While AI can accelerate execution, you still need skilled, experienced creatives for the real thinking and crafting.

You Don’t Know What You Have, Until It’s Gone

Until Beeching closed the line in 1969, the route between Edinburgh and Carlisle was a vital transport artery for the Scottish Borders. On paper, it was unprofitable according to Beeching’s simplistic methodology. However, its closure had massive ripple effects, reducing access to jobs, education, and social services, and impacting tourism. Forcing people onto buses or into cars strained other transport infrastructures.

Beeching solved one narrowly defined problem but undermined British Railways’ broader purpose: ensuring mobility for people across Great Britain. He effectively shifted the consequences and cost pressures elsewhere.

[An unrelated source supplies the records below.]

use parse_display::Display;
use strum::IntoStaticStr;
use thiserror::Error;
use types::phase0::{
    containers::Checkpoint,
    primitives::{CommitteeIndex, Epoch, Slot, SubnetId, ValidatorIndex, H256},
};

/// How the network layer should treat a message that failed validation.
#[derive(Clone, Copy, PartialEq, Eq, Debug, Display)]
#[display(style = "lowercase")]
pub enum Classification {
    /// The message is invalid under the protocol. The sender may be penalized.
    Reject,
    /// The message may become valid later or is merely redundant.
    Ignore,
}

pub trait ValidationError {
    fn classification(&self) -> Classification;

    /// Whether the failure came from a capability or helper rather than from the message.
    fn is_internal(&self) -> bool;

    fn reason(&self) -> &'static str;
}

#[derive(Debug, Error, IntoStaticStr)]
#[strum(serialize_all = "snake_case")]
pub enum AttestationError {
    #[error(
        "attestation target epoch does not match its slot \
         (slot: {slot}, target epoch: {target_epoch})"
    )]
    BadTargetEpoch { slot: Slot, target_epoch: Epoch },
    #[error(
        "attestation is too old \
         (slot: {slot}, earliest permissible slot: {earliest_permissible_slot})"
    )]
    PastSlot {
        slot: Slot,
        earliest_permissible_slot: Slot,
    },
    #[error(
        "attestation is from the future \
         (slot: {slot}, latest permissible slot: {latest_permissible_slot})"
    )]
    FutureSlot {
        slot: Slot,
        latest_permissible_slot: Slot,
    },
    #[error("attestation votes for an unknown block: {beacon_block_root:?}")]
    UnknownBeaconBlockRoot { beacon_block_root: H256 },
    #[error("attestation votes for a known bad block: {beacon_block_root:?}")]
    KnownBadBlock { beacon_block_root: H256 },
    #[error(
        "attestation target is not an ancestor of the voted block \
         (target root: {target_root:?}, beacon block root: {beacon_block_root:?})"
    )]
    TargetBlockNotAnAncestorOfLmdBlock {
        target_root: H256,
        beacon_block_root: H256,
    },
    #[error("finalized checkpoint is not an ancestor of the voted block: {beacon_block_root:?}")]
    FinalizedCheckpointNotAnAncestorOfRoot { beacon_block_root: H256 },
    #[error("state at attestation target could not be obtained (target: {target:?}): {error}")]
    MissingTargetState {
        target: Checkpoint,
        error: anyhow::Error,
    },
    #[error("no committee for slot {slot} and index {index}: {error}")]
    NoCommitteeForSlotAndIndex {
        slot: Slot,
        index: CommitteeIndex,
        error: anyhow::Error,
    },
    #[error("attestation bitfield does not match committee: {error}")]
    InvalidAggregationBits { error: anyhow::Error },
    #[error("unaggregated attestation does not have exactly one bit set (set bits: {set_bits})")]
    NotExactlyOneAggregationBitSet { set_bits: usize },
    #[error("attestation arrived on the wrong subnet (received: {received}, expected: {expected})")]
    InvalidSubnetId {
        received: SubnetId,
        expected: SubnetId,
    },
    #[error(
        "attestation from validator {validator_index} \
         for target epoch {target_epoch} already seen"
    )]
    AttestationAlreadyKnown {
        target_epoch: Epoch,
        validator_index: ValidatorIndex,
    },
    #[error("attestation signature is invalid")]
    InvalidSignature,
    #[error("indexed attestation is invalid: {error}")]
    InvalidIndexedAttestation { error: anyhow::Error },
    #[error("state at attestation target is missing (target: {target:?}): {error}")]
    TargetStateMissing {
        target: Checkpoint,
        error: anyhow::Error,
    },
    #[error(transparent)]
    Internal(#[from] anyhow::Error),
}

impl ValidationError for AttestationError {
    fn classification(&self) -> Classification {
        match self {
            Self::BadTargetEpoch { .. }
            | Self::KnownBadBlock { .. }
            | Self::TargetBlockNotAnAncestorOfLmdBlock { .. }
            | Self::FinalizedCheckpointNotAnAncestorOfRoot { .. }
            | Self::NoCommitteeForSlotAndIndex { .. }
            | Self::InvalidAggregationBits { .. }
            | Self::NotExactlyOneAggregationBitSet { .. }
            | Self::InvalidSubnetId { .. }
            | Self::InvalidSignature
            | Self::InvalidIndexedAttestation { .. } => Classification::Reject,
            Self::PastSlot { .. }
            | Self::FutureSlot { .. }
            | Self::UnknownBeaconBlockRoot { .. }
            | Self::MissingTargetState { .. }
            | Self::AttestationAlreadyKnown { .. }
            | Self::TargetStateMissing { .. }
            | Self::Internal(_) => Classification::Ignore,
        }
    }

    fn is_internal(&self) -> bool {
        matches!(self, Self::Internal(_))
    }

    fn reason(&self) -> &'static str {
        self.into()
    }
}

#[derive(Debug, Error, IntoStaticStr)]
#[strum(serialize_all = "snake_case")]
pub enum AggregateAndProofError {
    #[error(
        "aggregate target epoch does not match its slot \
         (slot: {slot}, target epoch: {target_epoch})"
    )]
    BadTargetEpoch { slot: Slot, target_epoch: Epoch },
    #[error(
        "aggregate is too old \
         (slot: {slot}, earliest permissible slot: {earliest_permissible_slot})"
    )]
    PastSlot {
        slot: Slot,
        earliest_permissible_slot: Slot,
    },
    #[error(
        "aggregate is from the future \
         (slot: {slot}, latest permissible slot: {latest_permissible_slot})"
    )]
    FutureSlot {
        slot: Slot,
        latest_permissible_slot: Slot,
    },
    #[error(
        "aggregate from aggregator {aggregator_index} \
         for target epoch {target_epoch} already seen"
    )]
    AggregatorAlreadyKnown {
        target_epoch: Epoch,
        aggregator_index: ValidatorIndex,
    },
    #[error("aggregate votes for an unknown block: {beacon_block_root:?}")]
    UnknownBeaconBlockRoot { beacon_block_root: H256 },
    #[error("aggregate votes for a known bad block: {beacon_block_root:?}")]
    KnownBadBlock { beacon_block_root: H256 },
    #[error("state at aggregate target could not be obtained (target: {target:?}): {error}")]
    MissingTargetState {
        target: Checkpoint,
        error: anyhow::Error,
    },
    #[error("no committee for slot {slot} and index {index}: {error}")]
    NoCommitteeForSlotAndIndex {
        slot: Slot,
        index: CommitteeIndex,
        error: anyhow::Error,
    },
    #[error("aggregate bitfield does not match committee: {error}")]
    InvalidAggregationBits { error: anyhow::Error },
    #[error("aggregate has no participants")]
    WrongNumberOfAggregationBits,
    #[error("selection proof does not make validator {aggregator_index} an aggregator")]
    InvalidAggregator { aggregator_index: ValidatorIndex },
    #[error("aggregator {aggregator_index} is not in the committee")]
    AggregatorNotInCommittee { aggregator_index: ValidatorIndex },
    #[error("aggregate and proof contains an invalid signature")]
    InvalidSignature,
    #[error(transparent)]
    Internal(#[from] anyhow::Error),
}

impl ValidationError for AggregateAndProofError {
    fn classification(&self) -> Classification {
        match self {
            Self::BadTargetEpoch { .. }
            | Self::KnownBadBlock { .. }
            | Self::NoCommitteeForSlotAndIndex { .. }
            | Self::InvalidAggregationBits { .. }
            | Self::WrongNumberOfAggregationBits
            | Self::InvalidAggregator { .. }
            | Self::AggregatorNotInCommittee { .. }
            | Self::InvalidSignature => Classification::Reject,
            Self::PastSlot { .. }
            | Self::FutureSlot { .. }
            | Self::AggregatorAlreadyKnown { .. }
            | Self::UnknownBeaconBlockRoot { .. }
            | Self::MissingTargetState { .. }
            | Self::Internal(_) => Classification::Ignore,
        }
    }

    fn is_internal(&self) -> bool {
        matches!(self, Self::Internal(_))
    }

    fn reason(&self) -> &'static str {
        self.into()
    }
}

#[derive(Debug, Error, IntoStaticStr)]
#[strum(serialize_all = "snake_case")]
pub enum BlockError {
    #[error("block would revert finalized slot (slot: {slot}, finalized slot: {finalized_slot})")]
    WouldRevertFinalizedSlot { slot: Slot, finalized_slot: Slot },
    #[error("block is from the future (slot: {slot}, current slot: {current_slot})")]
    FutureSlot { slot: Slot, current_slot: Slot },
    #[error("block is known to be bad: {block_root:?}")]
    KnownBadBlock { block_root: H256 },
    #[error(
        "proposer {proposer_index} already proposed a block in slot {slot} \
         (existing block root: {existing_block_root:?})"
    )]
    RepeatProposal {
        slot: Slot,
        proposer_index: ValidatorIndex,
        existing_block_root: H256,
    },
    #[error("state for parent could not be obtained (parent root: {parent_root:?}): {error}")]
    ParentUnknown {
        parent_root: H256,
        error: anyhow::Error,
    },
    #[error("block proposer signature is invalid")]
    ProposalSignatureInvalid,
    #[error("block has incorrect proposer (declared: {proposer_index}, expected: {expected})")]
    IncorrectProposer {
        proposer_index: ValidatorIndex,
        expected: ValidatorIndex,
    },
    #[error(transparent)]
    Internal(#[from] anyhow::Error),
}

impl ValidationError for BlockError {
    fn classification(&self) -> Classification {
        match self {
            Self::WouldRevertFinalizedSlot { .. }
            | Self::KnownBadBlock { .. }
            | Self::RepeatProposal { .. }
            | Self::ProposalSignatureInvalid
            | Self::IncorrectProposer { .. } => Classification::Reject,
            Self::FutureSlot { .. } | Self::ParentUnknown { .. } | Self::Internal(_) => {
                Classification::Ignore
            }
        }
    }

    fn is_internal(&self) -> bool {
        matches!(self, Self::Internal(_))
    }

    fn reason(&self) -> &'static str {
        self.into()
    }
}
use dashmap::{mapref::entry::Entry, DashMap};
use log::debug;
use types::phase0::primitives::{Slot, ValidatorIndex, H256};

/// First block root seen from each proposer in each slot.
#[derive(Default, Debug)]
pub struct SeenBlockProposers {
    proposals: DashMap<(Slot, ValidatorIndex), H256>,
}

impl SeenBlockProposers {
    #[must_use]
    pub fn is_known(&self, slot: Slot, proposer_index: ValidatorIndex) -> bool {
        self.proposals.contains_key(&(slot, proposer_index))
    }

    #[must_use]
    pub fn block_root(&self, slot: Slot, proposer_index: ValidatorIndex) -> Option<H256> {
        self.proposals
            .get(&(slot, proposer_index))
            .map(|entry| *entry.value())
    }

    /// Records `block_root` unless a block from `proposer_index` was already recorded for `slot`.
    ///
    /// Returns the root recorded earlier, if any.
    pub fn insert(
        &self,
        slot: Slot,
        proposer_index: ValidatorIndex,
        block_root: H256,
    ) -> Option<H256> {
        match self.proposals.entry((slot, proposer_index)) {
            Entry::Occupied(occupied) => Some(*occupied.get()),
            Entry::Vacant(vacant) => {
                vacant.insert(block_root);
                None
            }
        }
    }

    pub fn prune(&self, finalized_slot: Slot) {
        let before = self.proposals.len();

        self.proposals.retain(|(slot, _), _| *slot > finalized_slot);

        debug!(
            "pruned {} seen block proposals (finalized slot: {finalized_slot})",
            before.saturating_sub(self.proposals.len()),
        );
    }

    #[must_use]
    pub fn len(&self) -> usize {
        self.proposals.len()
    }

    #[must_use]
    pub fn is_empty(&self) -> bool {
        self.proposals.is_empty()
    }
}

/// Roots of blocks that failed validation permanently, with their slots.
#[derive(Default, Debug)]
pub struct KnownBadBlocks {
    roots: DashMap<H256, Slot>,
}

impl KnownBadBlocks {
    #[must_use]
    pub fn contains(&self, block_root: H256) -> bool {
        self.roots.contains_key(&block_root)
    }

    pub fn insert(&self, block_root: H256, slot: Slot) {
        self.roots.insert(block_root, slot);
    }

    pub fn prune(&self, finalized_slot: Slot) {
        self.roots.retain(|_, slot| *slot > finalized_slot);
    }

    #[must_use]
    pub fn len(&self) -> usize {
        self.roots.len()
    }

    #[must_use]
    pub fn is_empty(&self) -> bool {
        self.roots.is_empty()
    }
}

The route was partially reopened in 2015 as The Borders Railway, costing an estimated £300 million to reinstate just 30 miles of line with seven stations.

Beeching’s cuts illustrate the folly of evaluating infrastructure (or content strategy) purely on narrow, short-term financial metrics. Organizations that dismantle their teams in favor of AI will likely find it difficult to reverse course and repair the damage years down the line. Replacing writers with AI risks eroding the connective tissue that defines your content ecosystem and underpins long-term performance: authority, context, nuance, trust, and brand identity.

Experienced content creators won’t wait for organizations to realize their true value. If enough leave the industry, and with fewer opportunities for the next generation to gain skills, the talent pool will shrink significantly. As with the Beeching cuts, rebuilding your content team will likely cost far more in the long term than any short-term savings, especially when factoring in months or years of low-performing content.

Know What You’re Cutting Before You Wield The Axe

According to your spreadsheet, AI-generated content may indeed appear cheaper to produce. However, the effectiveness of your content strategy doesn’t hinge on publishing more for less. This isn’t a situation where just “any old content” will suffice.

Beware of falling into the Beeching trap. Your content workflows might only seem “loss-making” on paper because your current metrics fail to capture all the ways your content delivers strategic value to your business.

Content is not a cost center; it never was. Content is the infrastructure of your brand’s discoverability, making it more critical than ever in the AI era. This isn’t a debate about “human vs. AI content.” It’s about equipping skilled people with the tools to create work worthy of being found, cited, and trusted.

So, before you start swinging the axe, ask yourself: Are you cutting waste, or are you dismantling the very system that makes your brand visible and credible in the first place?